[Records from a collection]
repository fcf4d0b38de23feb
//! Configuration block types and subtypes.
//!
//! A device family's configuration memory is organized into block types
//! (logic interconnect, BRAM content, ...), each decomposed into an ordered
//! set of subtypes. Every subtype occupies a fixed number of frames per
//! configuration column. The declaration order of subtypes within a block
//! type fixes the on-device frame-address enumeration, so the walk in
//! [`BlockType::locate_frame`] must follow it exactly.

use std::fmt;

/// A block subtype for a specific FPGA family.
///
/// Each family has its own set of subtypes shared across every part in the
/// family. A subtype pairs a name with the number of configuration frames it
/// occupies in one configuration column.
#[derive(Debug, Clone, Copy, PartialEq, Eq)]
pub struct BlockSubType {
    /// Subtype name (e.g., "CLB", "IOB", "BRAMCONTENT").
    pub name: &'static str,
    /// Number of configuration frames this subtype occupies per column.
    pub frames_per_block: u32,
}

impl fmt::Display for BlockSubType {
    fn fmt(&self, f: &mut fmt::Formatter<'_>) -> fmt::Result {
        write!(f, "{}", self.name)
    }
}

/// The position of a frame within a block type's column, found by walking
/// the ordered subtypes.
#[derive(Debug, Clone, Copy, PartialEq, Eq)]
pub struct FramePosition {
    /// Index of the containing subtype within [`BlockType::sub_types`].
    pub sub_type_index: usize,
    /// Frame index relative to the start of the containing subtype.
    pub frame_in_sub_type: u32,
}

/// A configuration block type: a named, ordered set of subtypes.
///
/// The subtype order is semantically significant hardware data. It must
/// match the device's frame-address enumeration and is never sorted or
/// deduplicated.
#[derive(Debug, Clone, Copy, PartialEq, Eq)]
pub struct BlockType {
    /// Block type name (e.g., "LOGIC", "BRAM").
    pub name: &'static str,
    /// Subtypes in on-device frame-address order.
    pub sub_types: &'static [BlockSubType],
}

impl BlockType {
    /// Returns the total number of frames one configuration column of this
    /// block type occupies (the sum over all subtypes).
    pub fn frames_per_column(&self) -> u32 {
        self.sub_types.iter().map(|s| s.frames_per_block).sum()
    }

    /// Locates the subtype containing `frame_index` by walking the subtypes
    /// in declaration order and summing their frame counts until the index
    /// falls inside one.
    ///
    /// Returns `None` if `frame_index` is past the end of the column.
    pub fn locate_frame(&self, frame_index: u32) -> Option<FramePosition> {
        let mut remaining = frame_index;
        for (sub_type_index, sub_type) in self.sub_types.iter().enumerate() {
            if remaining < sub_type.frames_per_block {
                return Some(FramePosition {
                    sub_type_index,
                    frame_in_sub_type: remaining,
                });
            }
            remaining -= sub_type.frames_per_block;
        }
        None
    }

    /// Returns the subtype with the given name, if this block type has one.
    pub fn sub_type(&self, name: &str) -> Option<&'static BlockSubType> {
        self.sub_types.iter().find(|s| s.name == name)
    }
}

impl fmt::Display for BlockType {
    fn fmt(&self, f: &mut fmt::Formatter<'_>) -> fmt::Result {
        write!(f, "{}", self.name)
    }
}
//! Session lifecycle: create, read and destroy the session cookie.
//!
//! There is no server-side session store. The cookie is the session; these
//! three operations are its only state transitions.

use tracing::info;

use gatehouse_core::{Identity, Principal, SESSION_COOKIE_NAME, SESSION_MAX_AGE_SECS};

use crate::codec::TokenCodec;

#[derive(Debug, Copy, Clone, PartialEq, Eq)]
pub enum SameSite {
    Strict,
    Lax,
    None,
}

impl SameSite {
    pub fn as_str(&self) -> &'static str {
        match self {
            SameSite::Strict => "Strict",
            SameSite::Lax => "Lax",
            SameSite::None => "None",
        }
    }
}

/// A cookie to be written to the response.
#[derive(Debug, Clone, PartialEq, Eq)]
pub struct SessionCookie {
    pub name: &'static str,
    pub value: String,
    pub http_only: bool,
    pub secure: bool,
    pub same_site: SameSite,
    pub max_age_secs: i64,
    pub path: &'static str,
}

impl SessionCookie {
    /// The session cookie carrying `token`.
    pub fn session(token: String, secure: bool) -> Self {
        Self {
            name: SESSION_COOKIE_NAME,
            value: token,
            http_only: true,
            secure,
            same_site: SameSite::Lax,
            max_age_secs: SESSION_MAX_AGE_SECS,
            path: "/",
        }
    }

    /// Same attributes, empty value, expired immediately.
    pub fn removal(secure: bool) -> Self {
        Self {
            value: String::new(),
            max_age_secs: 0,
            ..Self::session(String::new(), secure)
        }
    }

    /// Render as a `Set-Cookie` header value.
    pub fn to_header_value(&self) -> String {
        let mut cookie = format!(
            "{}={}; Path={}; Max-Age={}; SameSite={}",
            self.name,
            self.value,
            self.path,
            self.max_age_secs,
            self.same_site.as_str()
        );
        if self.http_only {
            cookie.push_str("; HttpOnly");
        }
        if self.secure {
            cookie.push_str("; Secure");
        }
        cookie
    }
}

/// Cookie access for one request/response cycle.
///
/// Implemented by the transport layer; keeps this crate free of HTTP types.
pub trait CookieJar {
    fn get(&self, name: &str) -> Option<String>;
    fn set(&mut self, cookie: SessionCookie);
    fn remove(&mut self, cookie: SessionCookie);
}

#[derive(Debug, Clone)]
pub struct SessionManager {
    codec: TokenCodec,
    secure_cookies: bool,
}

impl SessionManager {
    /// `secure_cookies` should be true whenever serving in production.
    pub fn new(codec: TokenCodec, secure_cookies: bool) -> Self {
        Self {
            codec,
            secure_cookies,
        }
    }

    pub fn codec(&self) -> &TokenCodec {
        &self.codec
    }

    /// Mint a token for `identity` and set it on the jar.
    pub fn create(&self, identity: Identity, jar: &mut impl CookieJar) -> Principal {
        let (principal, token) = self.codec.issue(identity);
        jar.set(SessionCookie::session(token, self.secure_cookies));
        info!(
            subject_id = %principal.subject_id,
            role = %principal.role,
            "session created"
        );
        principal
    }

    /// The current principal, or `None` when the cookie is absent or invalid.
    pub fn read(&self, jar: &impl CookieJar) -> Option<Principal> {
        let token = jar.get(SESSION_COOKIE_NAME)?;
        self.codec.decode(&token)
    }

    pub fn destroy(&self, jar: &mut impl CookieJar) {
        jar.remove(SessionCookie::removal(self.secure_cookies));
    }
}

#[cfg(test)]
mod tests {
    use std::collections::HashMap;

    use gatehouse_core::{Role, SigningSecret, SubjectId, unix_now};

    use super::*;

    #[derive(Default)]
    struct MemoryJar {
        cookies: HashMap<String, String>,
        written: Vec<SessionCookie>,
    }

    impl CookieJar for MemoryJar {
        fn get(&self, name: &str) -> Option<String> {
            self.cookies.get(name).cloned()
        }

        fn set(&mut self, cookie: SessionCookie) {
            self.cookies.insert(cookie.name.to_string(), cookie.value.clone());
            self.written.push(cookie);
        }

        fn remove(&mut self, cookie: SessionCookie) {
            self.cookies.remove(cookie.name);
            self.written.push(cookie);
        }
    }

    fn manager(secure: bool) -> SessionManager {
        SessionManager::new(TokenCodec::new(SigningSecret::new("s3cret").unwrap()), secure)
    }

    fn identity() -> Identity {
        Identity {
            subject_id: SubjectId::new("u-7"),
            role: Role::Editor,
            email: "ed@example.com".to_string(),
            display_name: "Ed".to_string(),
        }
    }

    #[test]
    fn create_then_read() {
        let m = manager(false);
        let mut jar = MemoryJar::default();
        let before = unix_now();
        let created = m.create(identity(), &mut jar);
        assert!(created.issued_at >= before);
        assert_eq!(m.read(&jar), Some(created));
    }

    #[test]
    fn read_without_cookie_is_none() {
        assert_eq!(manager(false).read(&MemoryJar::default()), None);
    }

    #[test]
    fn read_with_garbage_cookie_is_none() {
        let mut jar = MemoryJar::default();
        jar.cookies
            .insert(SESSION_COOKIE_NAME.to_string(), "garbage".to_string());
        assert_eq!(manager(false).read(&jar), None);
    }

    #[test]
    fn destroy_clears_session() {
        let m = manager(true);
        let mut jar = MemoryJar::default();
        m.create(identity(), &mut jar);
        m.destroy(&mut jar);
        assert_eq!(m.read(&jar), None);
        let last = jar.written.last().unwrap();
        assert_eq!(last.max_age_secs, 0);
        assert!(last.value.is_empty());
        assert!(last.secure);
    }

    #[test]
    fn cookie_attributes_are_fixed() {
        let m = manager(false);
        let mut jar = MemoryJar::default();
        m.create(identity(), &mut jar);
        let cookie = &jar.written[0];
        assert!(cookie.http_only);
        assert!(!cookie.secure);
        assert_eq!(cookie.same_site, SameSite::Lax);
        assert_eq!(cookie.max_age_secs, 604_800);
        assert_eq!(cookie.path, "/");
    }

    #[test]
    fn header_rendering() {
        let cookie = SessionCookie::session("abc.def".to_string(), true);
        assert_eq!(
            cookie.to_header_value(),
            "gatehouse_session=abc.def; Path=/; Max-Age=604800; SameSite=Lax; HttpOnly; Secure"
        );
        assert_eq!(
            SessionCookie::removal(false).to_header_value(),
            "gatehouse_session=; Path=/; Max-Age=0; SameSite=Lax; HttpOnly"
        );
    }
}
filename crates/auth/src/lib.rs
//! `gatehouse-auth`: signed sessions and role-based authorization for the
//! full server environment.
//!
//! Decoupled from HTTP: the transport layer hands over cookie access and
//! the request's method and path, and gets back a principal and a decision.

pub mod authorize;
pub mod codec;
pub mod policy;
pub mod session;
pub mod signature;

pub use authorize::{
    AuthorizationExplanation, AuthzError, Decision, Denial, Grant, Resource, authorize,
    explain_authorization,
};
pub use codec::TokenCodec;
pub use policy::{ApiRule, NamedRule, PathPattern, PolicyError, PolicyTable, RoleSet};
pub use session::{CookieJar, SameSite, SessionCookie, SessionManager};
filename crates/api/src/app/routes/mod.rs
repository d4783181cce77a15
use axum::{
    routing::{get, post},
    Router,
};

pub mod admin;
pub mod auth;
pub mod navigation;
pub mod system;

/// Endpoints reachable without a session.
pub fn public_router() -> Router {
    Router::new()
        .route("/health", get(system::health))
        .route("/api/auth/login", post(auth::login))
        .route("/api/auth/logout", post(auth::logout))
        .route("/admin/login", get(admin::login_page))
}

/// Endpoints that need a session but describe only the caller.
pub fn session_router() -> Router {
    Router::new()
        .route("/api/auth/me", get(auth::me))
        .route("/api/navigation", get(navigation::navigation))
        .route("/api/actions", get(navigation::actions))
        .route("/api/authz/explain", get(navigation::explain))
}

/// Back-office pages, guarded by the page table.
pub fn page_router() -> Router {
    Router::new()
        .route("/admin", get(admin::page))
        .route("/admin/:section", get(admin::page))
}
//! Session token codec for the full server environment.

use async_trait::async_trait;
use base64::Engine;
use base64::engine::general_purpose::STANDARD;
use serde_json::json;
use tracing::debug;

use gatehouse_core::{
    Identity, Principal, RejectReason, SessionVerifier, SigningSecret, join_token, parse_claims,
    split_token, unix_now,
};

use crate::signature;

/// Encodes principals into signed tokens and decodes them back.
///
/// Token layout: `base64(json) + "." + hex(hmac_sha256(secret, base64(json)))`.
/// The signature covers the base64 text exactly as transmitted, so it is
/// the only integrity check: a tampered payload fails because its signature
/// no longer matches.
#[derive(Debug, Clone)]
pub struct TokenCodec {
    secret: SigningSecret,
}

impl TokenCodec {
    pub fn new(secret: SigningSecret) -> Self {
        Self { secret }
    }

    /// Stamp `identity` with the current time and encode it.
    pub fn issue(&self, identity: Identity) -> (Principal, String) {
        let principal = Principal::issue(identity, unix_now());
        let token = self.encode(&principal);
        (principal, token)
    }

    pub fn encode(&self, principal: &Principal) -> String {
        let body = json!({
            "subjectId": principal.subject_id.as_str(),
            "role": principal.role.as_str(),
            "email": principal.email,
            "displayName": principal.display_name,
            "issuedAt": principal.issued_at,
        });
        let payload = STANDARD.encode(body.to_string());
        let signature = signature::sign(&self.secret, payload.as_bytes());
        join_token(&payload, &signature)
    }

    /// Decode and verify a token. Every failure is `None`.
    pub fn decode(&self, token: &str) -> Option<Principal> {
        self.decode_at(token, unix_now())
    }

    /// As [`decode`](Self::decode), backfilling a missing `issuedAt` with `now`.
    pub fn decode_at(&self, token: &str, now: i64) -> Option<Principal> {
        match self.try_decode(token, now) {
            Ok(principal) => Some(principal),
            Err(reason) => {
                debug!(reason = reason.as_str(), "rejected session token");
                None
            }
        }
    }

    /// Decode keeping the rejection category. Server-side diagnostics only.
    pub fn try_decode(&self, token: &str, now: i64) -> Result<Principal, RejectReason> {
        let (payload, signature) = split_token(token).ok_or(RejectReason::Format)?;

        // Nothing about the payload is looked at before the signature holds.
        if !signature::verify(&self.secret, payload.as_bytes(), signature) {
            return Err(RejectReason::Integrity);
        }

        let bytes = STANDARD.decode(payload).map_err(|_| RejectReason::Format)?;
        parse_claims(&bytes, now).map_err(|e| e.reason())
    }
}

#[async_trait]
impl SessionVerifier for TokenCodec {
    async fn verify(&self, token: &str) -> Option<Principal> {
        self.decode(token)
    }
}

#[cfg(test)]
mod tests {
    use gatehouse_core::{Role, SubjectId};
    use proptest::prelude::*;
    use serde_json::Value;

    use super::*;

    fn codec(secret: &str) -> TokenCodec {
        TokenCodec::new(SigningSecret::new(secret).unwrap())
    }

    fn principal() -> Principal {
        Principal {
            subject_id: SubjectId::new("user-1"),
            role: Role::Admin,
            email: "ada@example.com".to_string(),
            display_name: "Ada Lovelace".to_string(),
            issued_at: 1_700_000_000,
        }
    }

    /// Sign an arbitrary JSON payload the way `encode` would.
    fn forge_signed(codec: &TokenCodec, body: &Value) -> String {
        let payload = STANDARD.encode(body.to_string());
        let sig = signature::sign(&codec.secret, payload.as_bytes());
        join_token(&payload, &sig)
    }

    fn arb_role() -> impl Strategy<Value = Role> {
        prop::sample::select(Role::ALL.to_vec())
    }

    prop_compose! {
        fn arb_principal()(
            subject in "[A-Za-z0-9_-]{1,36}",
            role in arb_role(),
            email in "[a-z]{1,12}@[a-z]{1,12}\\.[a-z]{2,4}",
            display_name in "\\PC{0,40}",
            issued_at in 0i64..4_000_000_000,
        ) -> Principal {
            Principal {
                subject_id: SubjectId::new(subject),
                role,
                email,
                display_name,
                issued_at,
            }
        }
    }

    #[test]
    fn round_trip() {
        let c = codec("secret");
        let p = principal();
        assert_eq!(c.decode(&c.encode(&p)), Some(p));
    }

    #[test]
    fn token_shape() {
        let token = codec("secret").encode(&principal());
        let (payload, sig) = split_token(&token).unwrap();
        assert_eq!(sig.len(), signature::SIGNATURE_HEX_LEN);
        let body: Value = serde_json::from_slice(&STANDARD.decode(payload).unwrap()).unwrap();
        assert_eq!(body["subjectId"], "user-1");
        assert_eq!(body["role"], "ADMIN");
        assert_eq!(body["issuedAt"], 1_700_000_000);
    }

    #[test]
    fn issue_stamps_current_time() {
        let before = unix_now();
        let (p, token) = codec("secret").issue(principal().identity());
        assert!(p.issued_at >= before);
        assert_eq!(codec("secret").decode(&token), Some(p));
    }

    #[test]
    fn wrong_segment_counts_are_format_errors() {
        let c = codec("secret");
        let token = c.encode(&principal());
        for bad in [
            String::new(),
            token.replace('.', ""),
            format!("{token}.extra"),
            format!("x.{token}"),
        ] {
            assert_eq!(c.try_decode(&bad, 0), Err(RejectReason::Format), "{bad}");
        }
    }

    #[test]
    fn unknown_role_with_valid_signature_rejected() {
        let c = codec("secret");
        let token = forge_signed(
            &c,
            &json!({
                "subjectId": "u", "role": "OWNER", "email": "e", "displayName": "d", "issuedAt": 1
            }),
        );
        assert_eq!(c.try_decode(&token, 0), Err(RejectReason::Semantic));
        assert_eq!(c.decode(&token), None);
    }

    #[test]
    fn missing_issued_at_is_backfilled() {
        let c = codec("secret");
        let before = unix_now();
        let token = forge_signed(
            &c,
            &json!({ "subjectId": "u", "role": "EDITOR", "email": "e", "displayName": "d" }),
        );
        let p = c.decode(&token).unwrap();
        assert!(p.issued_at >= before);
        assert_eq!(p.role, Role::Editor);
    }

    #[test]
    fn signed_garbage_payloads_are_rejected() {
        let c = codec("secret");
        let not_base64 = "%%%%";
        let sig = signature::sign(&c.secret, not_base64.as_bytes());
        assert_eq!(
            c.try_decode(&join_token(not_base64, &sig), 0),
            Err(RejectReason::Format)
        );

        let not_json = STANDARD.encode("definitely not json");
        let sig = signature::sign(&c.secret, not_json.as_bytes());
        assert_eq!(
            c.try_decode(&join_token(&not_json, &sig), 0),
            Err(RejectReason::Format)
        );
    }

    #[test]
    fn tampered_payload_with_original_signature_fails_integrity() {
        let c = codec("secret");
        let token = c.encode(&principal());
        let (_, sig) = split_token(&token).unwrap();
        let mut elevated = principal();
        elevated.role = Role::SuperAdmin;
        let elevated_token = c.encode(&elevated);
        let (elevated_payload, _) = split_token(&elevated_token).unwrap();
        let spliced = join_token(elevated_payload, sig);
        assert_eq!(c.try_decode(&spliced, 0), Err(RejectReason::Integrity));
    }

    #[tokio::test]
    async fn implements_session_verifier() {
        let c = codec("secret");
        let token = c.encode(&principal());
        let verifier: &dyn SessionVerifier = &c;
        assert_eq!(verifier.verify(&token).await, Some(principal()));
        assert_eq!(verifier.verify("nope").await, None);
    }

    proptest! {
        /// Property: decode(encode(p)) == p.
        #[test]
        fn round_trip_law(p in arb_principal(), secret in "[ -~]{1,64}") {
            let c = codec(&secret);
            prop_assert_eq!(c.decode(&c.encode(&p)), Some(p));
        }

        /// Property: a token never verifies under a different secret.
        #[test]
        fn key_sensitivity(p in arb_principal(), s1 in "[ -~]{1,32}", s2 in "[ -~]{1,32}") {
            prop_assume!(s1 != s2);
            let token = codec(&s1).encode(&p);
            prop_assert_eq!(codec(&s2).try_decode(&token, 0), Err(RejectReason::Integrity));
        }

        /// Property: flipping any bit of the payload segment invalidates the token.
        #[test]
        fn payload_bit_flip_invalidates(p in arb_principal(), idx in any::<prop::sample::Index>(), bit in 0u8..7) {
            let c = codec("secret");
            let token = c.encode(&p);
            let (payload, sig) = split_token(&token).unwrap();
            let mut bytes = payload.as_bytes().to_vec();
            let i = idx.index(bytes.len());
            bytes[i] ^= 1 << bit;
            let tampered = join_token(&String::from_utf8(bytes).unwrap(), sig);
            prop_assert_eq!(c.decode(&tampered), None);
        }

        /// Property: flipping any bit of the signature segment invalidates the token.
        #[test]
        fn signature_bit_flip_invalidates(p in arb_principal(), idx in any::<prop::sample::Index>(), bit in 0u8..7) {
            let c = codec("secret");
            let token = c.encode(&p);
            let (payload, sig) = split_token(&token).unwrap();
            let mut bytes = sig.as_bytes().to_vec();
            let i = idx.index(bytes.len());
            bytes[i] ^= 1 << bit;
            let tampered = join_token(payload, &String::from_utf8(bytes).unwrap());
            prop_assert_eq!(c.decode(&tampered), None);
        }

        /// Property: anything that is not exactly two segments decodes to nothing.
        #[test]
        fn non_two_segment_tokens_rejected(parts in prop::collection::vec("[A-Za-z0-9+/=]{0,12}", 0..6)) {
            prop_assume!(parts.len() != 2);
            let c = codec("secret");
            prop_assert_eq!(c.try_decode(&parts.join("."), 0), Err(RejectReason::Format));
        }
    }
}
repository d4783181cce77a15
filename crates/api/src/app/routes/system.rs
use axum::http::StatusCode;

pub async fn health() -> StatusCode {
    StatusCode::OK
}
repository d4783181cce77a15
//! `gatehouse-edge`: session verification for constrained runtimes.
//!
//! Re-implements token decoding using only a bare SHA-256 digest, an
//! asynchronous signing surface and a base64 decoder that works without
//! any codec library. Used as a pre-filter in front of the full
//! application, which still decodes the token again for the actual
//! authorization decision.
//!
//! Token structure, claim validation and cookie parsing come from
//! `gatehouse-core`, shared with the full codec. Only the crypto and
//! base64 layers differ.

pub mod b64;
pub mod crypto;
pub mod gate;
pub mod verifier;

pub use b64::Base64Decoder;
pub use crypto::{HmacKey, hex_lower, timing_safe_equal};
pub use gate::{EdgeGate, GateConfig, GateOutcome};
pub use verifier::EdgeVerifier;
//! Back-office page descriptors.
//!
//! Rendering is left to the frontend; these handlers describe what the
//! signed-in caller may see and do on each page.

use axum::{
    extract::{Extension, OriginalUri, Query},
    response::IntoResponse,
    Json,
};
use serde_json::json;

use crate::app::{
    AppState,
    dto::{LoginPageQuery, NavItem, page_title, safe_return_target},
};
use crate::context::SessionContext;

/// GET /admin, GET /admin/:section
pub async fn page(
    Extension(state): Extension<AppState>,
    Extension(session): Extension<SessionContext>,
    OriginalUri(uri): OriginalUri,
) -> impl IntoResponse {
    let role = session.role();
    let navigation: Vec<NavItem> = state
        .policy
        .allowed_pages(role)
        .into_iter()
        .map(NavItem::for_page)
        .collect();

    Json(json!({
        "page": uri.path(),
        "title": page_title(uri.path()),
        "viewer": session.principal(),
        "navigation": navigation,
        "actions": state.policy.allowed_actions(role),
    }))
}

/// GET /admin/login - reachable without a session
pub async fn login_page(
    Extension(state): Extension<AppState>,
    Query(query): Query<LoginPageQuery>,
) -> impl IntoResponse {
    let config = state.gate.config();
    let fallback = config
        .protected_prefixes
        .first()
        .map(String::as_str)
        .unwrap_or("/");

    Json(json!({
        "page": config.login_path,
        "title": "Sign in",
        "returnTo": safe_return_target(query.from.as_deref(), fallback),
    }))
}
//! Credential checking is a collaborator: the session layer only needs an
//! `Identity` once someone has vouched for the caller.

use async_trait::async_trait;
use subtle::{Choice, ConstantTimeEq};

use gatehouse_core::Identity;

#[async_trait]
pub trait CredentialCheck: Send + Sync {
    /// `None` for any failure; callers must not learn which part was wrong.
    async fn verify(&self, email: &str, password: &str) -> Option<Identity>;
}

#[derive(Clone)]
struct Account {
    identity: Identity,
    password: String,
}

/// In-memory accounts, enough for a bootstrap admin and for tests.
#[derive(Clone, Default)]
pub struct StaticCredentials {
    accounts: Vec<Account>,
}

impl StaticCredentials {
    pub fn new() -> Self {
        Self::default()
    }

    pub fn with_account(mut self, identity: Identity, password: impl Into<String>) -> Self {
        self.accounts.push(Account {
            identity,
            password: password.into(),
        });
        self
    }

    pub fn len(&self) -> usize {
        self.accounts.len()
    }

    pub fn is_empty(&self) -> bool {
        self.accounts.is_empty()
    }
}

impl core::fmt::Debug for StaticCredentials {
    fn fmt(&self, f: &mut core::fmt::Formatter<'_>) -> core::fmt::Result {
        f.debug_struct("StaticCredentials")
            .field("accounts", &self.accounts.len())
            .finish()
    }
}

fn normalize_email(email: &str) -> String {
    email.trim().to_ascii_lowercase()
}

/// Stand-in compared against when no account matches the email.
const NO_ACCOUNT_PASSWORD: &[u8] = b"no-such-account-placeholder-pass";

#[async_trait]
impl CredentialCheck for StaticCredentials {
    async fn verify(&self, email: &str, password: &str) -> Option<Identity> {
        let email = normalize_email(email);
        let account = self
            .accounts
            .iter()
            .find(|a| normalize_email(&a.identity.email) == email);

        // Known and unknown emails run the same comparison.
        let expected = account.map_or(NO_ACCOUNT_PASSWORD, |a| a.password.as_bytes());
        let known = Choice::from(u8::from(account.is_some()));
        let accepted = expected.ct_eq(password.as_bytes()) & known;

        if bool::from(accepted) {
            account.map(|a| a.identity.clone())
        } else {
            None
        }
    }
}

- **What you should do**
All lines above that include the word "displayName" should be located and copied.

- **Output**
            "displayName": principal.display_name,
                "subjectId": "u", "role": "OWNER", "email": "e", "displayName": "d", "issuedAt": 1
            &json!({ "subjectId": "u", "role": "EDITOR", "email": "e", "displayName": "d" }),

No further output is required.